//! Role-scoped knowledge: what each kind of informant can know

use serde::{Deserialize, Serialize};
use std::collections::BTreeMap;

use crate::core::types::{BreedingIndex, SampleType, VillageId};
use crate::disclosure::line_list::cases_by_village;
use crate::truth::world::TruthWorld;

/// Data scope an informant draws on
#[derive(Debug, Clone, Copy, PartialEq, Eq, Hash, Serialize, Deserialize)]
#[serde(rename_all = "snake_case")]
pub enum DataAccess {
    HospitalCases,
    TriageLogs,
    PrivateClinic,
    SchoolAttendance,
    VetSurveillance,
    EnvironmentalData,
    General,
}

impl DataAccess {
    /// Unknown keys fall back to the general outbreak summary
    pub fn from_key(key: &str) -> Self {
        match key.trim() {
            "hospital_cases" => DataAccess::HospitalCases,
            "triage_logs" => DataAccess::TriageLogs,
            "private_clinic" => DataAccess::PrivateClinic,
            "school_attendance" => DataAccess::SchoolAttendance,
            "vet_surveillance" => DataAccess::VetSurveillance,
            "environmental_data" => DataAccess::EnvironmentalData,
            _ => DataAccess::General,
        }
    }
}

/// Village whose private healer sees the earliest cases
const INDEX_VILLAGE: VillageId = VillageId(1);
const SCHOOL_AGES: std::ops::RangeInclusive<u32> = 5..=18;

fn age_group(age: u32) -> &'static str {
    match age {
        0..=4 => "0-4",
        5..=14 => "5-14",
        15..=49 => "15-49",
        _ => "50+",
    }
}

/// `Nalu Village: 12, Kabwe Village: 4`
fn format_counts<K: Ord>(counts: &BTreeMap<K, usize>, label: impl Fn(&K) -> String) -> String {
    if counts.is_empty() {
        return "none".into();
    }
    counts
        .iter()
        .map(|(k, n)| format!("{}: {}", label(k), n))
        .collect::<Vec<_>>()
        .join(", ")
}

/// Short district-wide summary of the outbreak
pub fn epidemiologic_context(world: &TruthWorld) -> String {
    let total = world.case_count();
    if total == 0 {
        return "No symptomatic AES cases have been assigned in the truth model.".into();
    }

    let by_village: BTreeMap<VillageId, usize> =
        cases_by_village(world).into_iter().filter(|(_, n)| *n > 0).collect();

    // Age groups in ascending order, not alphabetical
    let mut by_age: Vec<(&str, usize)> =
        ["0-4", "5-14", "15-49", "50+"].into_iter().map(|g| (g, 0)).collect();
    for person in world.cases() {
        let group = age_group(person.age);
        if let Some(slot) = by_age.iter_mut().find(|(g, _)| *g == group) {
            slot.1 += 1;
        }
    }
    let by_age = by_age
        .iter()
        .map(|(g, n)| format!("{}: {}", g, n))
        .collect::<Vec<_>>()
        .join(", ");

    format!(
        "There are currently about {} symptomatic AES cases in the district. \
         Cases by village: {}. Cases by age group: {}. \
         Most cases are children and come from villages with rice paddies and pigs.",
        total,
        format_counts(&by_village, |id| world.village_name(*id).to_string()),
        by_age,
    )
}

/// Role-specific knowledge, layered on top of the district summary
pub fn role_view(access: DataAccess, world: &TruthWorld) -> String {
    let epi = epidemiologic_context(world);
    match access {
        DataAccess::HospitalCases => hospital_cases(&epi, world),
        DataAccess::TriageLogs => triage_logs(&epi, world),
        DataAccess::PrivateClinic => private_clinic(&epi, world),
        DataAccess::SchoolAttendance => school_attendance(&epi, world),
        DataAccess::VetSurveillance => vet_surveillance(&epi, world),
        DataAccess::EnvironmentalData => environmental_data(&epi, world),
        DataAccess::General => epi,
    }
}

fn hospital_cases(epi: &str, world: &TruthWorld) -> String {
    let counts: BTreeMap<VillageId, usize> =
        cases_by_village(world).into_iter().filter(|(_, n)| *n > 0).collect();
    format!(
        "{} As hospital director, you mainly see hospitalized AES cases. \
         You know current hospitalized cases come from these villages: {}.",
        epi,
        format_counts(&counts, |id| world.village_name(*id).to_string()),
    )
}

fn triage_logs(epi: &str, world: &TruthWorld) -> String {
    let earliest = world.cases().filter_map(|p| p.onset_date()).min();
    let latest = world.cases().filter_map(|p| p.onset_date()).max();
    match (earliest, latest) {
        (Some(earliest), Some(latest)) => format!(
            "{} As triage nurse, you mostly notice who walks in first. \
             You saw the first AES cases between {} and {}.",
            epi, earliest, latest
        ),
        _ => format!(
            "{} As triage nurse, you have not seen anyone walk in with AES symptoms.",
            epi
        ),
    }
}

fn private_clinic(epi: &str, world: &TruthWorld) -> String {
    let n = world.cases().filter(|p| p.village_id == INDEX_VILLAGE).count();
    let village = world
        .village(INDEX_VILLAGE)
        .map(|v| v.short_name())
        .unwrap_or("the index village");
    format!(
        "{} As a private healer, you have personally seen around {} early AES-like illnesses \
         from households near pig farms and rice paddies in {}.",
        epi, n, village
    )
}

fn school_attendance(epi: &str, world: &TruthWorld) -> String {
    let mut by_village: BTreeMap<VillageId, usize> = BTreeMap::new();
    for person in world.cases().filter(|p| SCHOOL_AGES.contains(&p.age)) {
        *by_village.entry(person.village_id).or_insert(0) += 1;
    }
    let total: usize = by_village.values().sum();
    format!(
        "{} As school principal, you mostly know about school-age children. \
         You know of AES cases among your students: {} total, by village: {}.",
        epi,
        total,
        format_counts(&by_village, |id| world.village_name(*id).to_string()),
    )
}

fn vet_surveillance(epi: &str, world: &TruthWorld) -> String {
    let mut by_village: BTreeMap<VillageId, usize> = BTreeMap::new();
    for sample in world
        .lab_samples
        .iter()
        .filter(|s| s.sample_type == SampleType::PigSerum && s.true_positive)
    {
        *by_village.entry(sample.village_id).or_insert(0) += 1;
    }
    format!(
        "{} As the district veterinary officer, you track pig health. \
         Recent pig tests suggest JEV circulation in villages: {}.",
        epi,
        format_counts(&by_village, |id| id.to_string()),
    )
}

fn environmental_data(epi: &str, world: &TruthWorld) -> String {
    let sites: Vec<String> = world
        .environment_sites
        .iter()
        .filter(|s| s.breeding_index == BreedingIndex::High)
        .map(|s| s.id.to_string())
        .collect();
    let sites = if sites.is_empty() { "none".to_string() } else { sites.join(", ") };
    format!(
        "{} As environmental health officer, you survey breeding sites. \
         You know of high mosquito breeding around these sites: {}.",
        epi, sites
    )
}

#[cfg(test)]
mod tests {
    use super::*;
    use crate::core::config::SimulationConfig;
    use crate::truth::generation::generate_world;

    #[test]
    fn test_unknown_key_is_general() {
        assert_eq!(DataAccess::from_key("vet_surveillance"), DataAccess::VetSurveillance);
        assert_eq!(DataAccess::from_key("astrology"), DataAccess::General);
    }

    #[test]
    fn test_general_view_is_epi_context() {
        let world = generate_world(&SimulationConfig::default()).unwrap();
        assert_eq!(role_view(DataAccess::General, &world), epidemiologic_context(&world));
    }

    #[test]
    fn test_role_views_extend_context() {
        let world = generate_world(&SimulationConfig::default()).unwrap();
        let epi = epidemiologic_context(&world);
        assert!(role_view(DataAccess::TriageLogs, &world).contains("triage nurse"));
        assert!(role_view(DataAccess::PrivateClinic, &world).contains("Nalu"));
        let env = role_view(DataAccess::EnvironmentalData, &world);
        assert!(env.starts_with(&epi));
        assert!(env.contains("ES-V1-01"));
    }

    #[test]
    fn test_no_case_context() {
        let mut config = SimulationConfig::default();
        config.infection.max_risk = 0.0;
        let world = generate_world(&config).unwrap();
        let epi = epidemiologic_context(&world);
        assert!(epi.starts_with("No symptomatic AES cases"));
        assert!(role_view(DataAccess::TriageLogs, &world).contains("not seen anyone"));
    }

    #[test]
    fn test_age_groups() {
        assert_eq!(age_group(0), "0-4");
        assert_eq!(age_group(14), "5-14");
        assert_eq!(age_group(15), "15-49");
        assert_eq!(age_group(70), "50+");
    }
}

INSTRUCTIONS TO FOLLOW »
If a line above includes the string "district", pick it out.

EXERCISE SOLUTION »
/// Short district-wide summary of the outbreak
        "There are currently about {} symptomatic AES cases in the district. \
/// Role-specific knowledge, layered on top of the district summary
        "{} As the district veterinary officer, you track pig health. \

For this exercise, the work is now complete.